Excessive heat. Wildfires. Hurricanes. Tornadoes. Have you prepared your workers for these summer safety hazards? Add to these dangers the fact that days are longer, with more workable hours. So, as workers head back to the worksite or start new jobs, what steps can you take to protect your workforce?


Heat illness

“When each new summer becomes ‘the hottest summer on record,’ protecting employees from heat stress continues to be a challenge,” says EHS Daily. Industries like agriculture, construction and landscaping are particularly vulnerable, making it crucial to monitor heat advisories from the National Weather Service.

Other workers in hot environments, including firefighters, bakery workers, boiler room operators and factory workers, are also at risk. But those who are overweight, 65 years of age or older, have heart disease or high blood pressure, or take medications affected by heat are especially vulnerable.

New workers or those unaccustomed to working in high temperatures need to acclimatize to the heat gradually. They should hydrate adequately, start with shorter shifts and recognize heat illness symptoms.

Recognizing heat illness: 

  • Heat stroke: Symptoms include high body temperature (103°F or higher); hot, red, dry or damp skin; fast, strong pulse; headache; dizziness; nausea; confusion; and loss of consciousness. Call 911 immediately.
  • Heat exhaustion: Symptoms include heavy sweating; cold, pale, clammy skin; fast or weak pulse; nausea or vomiting; muscle cramps; tiredness or weakness; dizziness; headache; and fainting. Move the worker to a cool place, loosen their clothing and provide water.
  • Heat cramps: Symptoms include heavy sweating, muscle pain or spasms. Ensure the worker stops activity, moves to a cool place and drinks water or a sports drink.
  • Heat rash: Symptoms include red clusters of small blisters, usually on the neck, chest, groin or in elbow creases. Move the worker to a cool, dry place and use powder to soothe the rash.

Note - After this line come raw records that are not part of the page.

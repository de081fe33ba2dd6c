//! CLI definition using clap.
//!
//! Requests come from a config file (`-f`), from one-line descriptors on
//! the command line, or both; command-line values override the file.

use clap::Parser;
use std::path::PathBuf;

use workload::request::{parse_headers, set_header};
use workload::{FilterKind, RequestTemplate, WorkloadConfig};

/// Workload - generate realistic, irregular HTTP traffic
#[derive(Parser, Debug)]
#[command(name = "workload")]
#[command(author, version, about, long_about = None)]
#[command(after_help = "REQUEST format: [weight,][METHOD,]url[,body]\n\
    Example: workload --max 30 --filter EX '2,GET,http://localhost/items/{1..9}'")]
pub struct Cli {
    /// Config file (JSON or YAML)
    #[arg(short, long, value_name = "PATH")]
    pub file: Option<PathBuf>,

    /// Maximum requests per minute
    #[arg(long, value_name = "N")]
    pub max: Option<f64>,

    /// Filter to apply: WD (workdays), WH (working hours), EX (expand); repeat for a chain
    #[arg(long = "filter", value_name = "NAME")]
    pub filters: Vec<FilterKind>,

    /// Header sent with every request, as "Name: value"; repeatable
    #[arg(short = 'H', long = "header", value_name = "HEADER")]
    pub headers: Vec<String>,

    /// Don't print visits
    #[arg(short, long)]
    pub silent: bool,

    /// Verbose output
    #[arg(short, long)]
    pub verbose: bool,

    /// Request descriptors
    #[arg(value_name = "REQUEST")]
    pub requests: Vec<String>,
}

impl Cli {
    /// Check if verbose mode is enabled
    pub fn is_verbose(&self) -> bool {
        self.verbose
    }

    /// Whether anything to send was given at all.
    pub fn has_input(&self) -> bool {
        self.file.is_some() || !self.requests.is_empty()
    }

    /// Layer command-line values over `config`.
    pub fn apply_to(&self, config: &mut WorkloadConfig) -> workload::Result<()> {
        if let Some(max) = self.max {
            config.max = max;
        }

        if !self.filters.is_empty() {
            config.filters = Some(self.filters.clone());
            config.filter = None;
        }

        for (name, value) in parse_headers(&self.headers)? {
            set_header(&mut config.headers, &name, &value);
        }

        for line in &self.requests {
            config.requests.push(line.parse::<RequestTemplate>()?);
        }

        Ok(())
    }
}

For more detailed information on heat illness prevention, refer to our earlier blogpost.



Over 20,000 wildfires have burned more than 2 million acres across the United States so far in 2024. And to make matters worse, moderate to exceptional drought covers over 10% of the country, including Puerto Rico, creating the perfect conditions for more wildfires. While they can occur year-round, wildfires most often ignite in the summer and fall, making them a significant summer safety hazard in western, southwestern and midwestern states.

Employers need a comprehensive wildfire preparedness plan that includes clear evacuation procedures, designated roles and responsibilities, a chain of command and specified exits and evacuation routes. Even if the business is not directly in the path of a wildfire, smoke can travel hundreds of miles, posing serious respiratory risks to employees. Thus, outdoor workers may need to work shorter shifts or relocate to areas with better air quality.

Additionally, businesses in fire-prone regions with indoor workers, must ensure that their HVAC systems are functioning properly, and air filters are clean. We recommend that these employers check with their HVAC technician about using the highest filtration rating their system can support, especially when smoke is present.

Producers, review these wildfire safety tips for businesses with your commercial clients.



NOAA forecasts yet another above-normal Atlantic hurricane season this year, with a predicted 17 to 25 named storms and 8 to 13 hurricanes, including 4 to 7 major hurricanes. Thus, hurricanes are inarguably a top summer safety hazard for workers.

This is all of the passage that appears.